▶ **Data to examine**:
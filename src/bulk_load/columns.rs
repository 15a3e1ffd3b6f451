//! Column dispatch table for product spreadsheets.

use serde::Serialize;

/// What a spreadsheet column feeds into.
#[derive(Debug, Clone, PartialEq, Eq, Serialize)]
#[serde(rename_all = "snake_case", tag = "handler", content = "arg")]
pub enum ColumnHandler {
    /// Product group, looked up by title.
    Parent,
    InternalItemId,
    Title,
    Content,
    MetaDescription,
    MenuTitle,
    /// Image filename.
    Image,
    /// Variation slot; 0 is the plain `Variation` column.
    Variation(usize),
    /// Stored under the column name.
    Field(String),
    Ignored,
}

impl ColumnHandler {
    /// Map one header to its handler.
    pub fn for_header(header: &str, max_variations: usize) -> Self {
        match header.trim() {
            "" => ColumnHandler::Ignored,
            "Category" | "ProductGroup" => ColumnHandler::Parent,
            "Product ID" | "ProductID" | "SKU" => ColumnHandler::InternalItemId,
            "Title" => ColumnHandler::Title,
            "Long Description" => ColumnHandler::Content,
            "Short Description" => ColumnHandler::MetaDescription,
            "Short Title" => ColumnHandler::MenuTitle,
            "Image" | "Photo" => ColumnHandler::Image,
            "Variation" => ColumnHandler::Variation(0),
            other => match variation_slot(other) {
                Some(slot) if slot <= max_variations => ColumnHandler::Variation(slot),
                Some(_) => ColumnHandler::Ignored,
                None => ColumnHandler::Field(other.to_string()),
            },
        }
    }
}

/// `VariationN` -> `N`.
fn variation_slot(header: &str) -> Option<usize> {
    let digits = header.strip_prefix("Variation")?;
    if digits.is_empty() || !digits.bytes().all(|b| b.is_ascii_digit()) {
        return None;
    }
    digits.parse().ok()
}

/// Handlers for every column, resolved once from the header row.
#[derive(Debug, Clone, Serialize)]
pub struct ColumnMap {
    handlers: Vec<ColumnHandler>,
    /// Problems found while resolving headers.
    pub warnings: Vec<String>,
}

impl ColumnMap {
    pub fn resolve<'h>(headers: impl IntoIterator<Item = &'h str>, max_variations: usize) -> Self {
        let mut handlers = Vec::new();
        let mut warnings = Vec::new();
        for header in headers {
            let handler = ColumnHandler::for_header(header, max_variations);
            if handler == ColumnHandler::Ignored
                && variation_slot(header.trim()).is_some_and(|slot| slot > max_variations)
            {
                warnings.push(format!(
                    "Column {} exceeds the limit of {} variation columns and is ignored",
                    header.trim(),
                    max_variations
                ));
            }
            handlers.push(handler);
        }
        Self { handlers, warnings }
    }

    /// Handler for a column index; extra cells in flexible rows are ignored.
    pub fn handler(&self, index: usize) -> &ColumnHandler {
        self.handlers.get(index).unwrap_or(&ColumnHandler::Ignored)
    }

    pub fn len(&self) -> usize {
        self.handlers.len()
    }

    pub fn is_empty(&self) -> bool {
        self.handlers.is_empty()
    }
}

▶ **Exercise requirements**: Going through the entries above line by line, work out how many lines include the word "other". Only the number is required.

▶ **Response below**: 2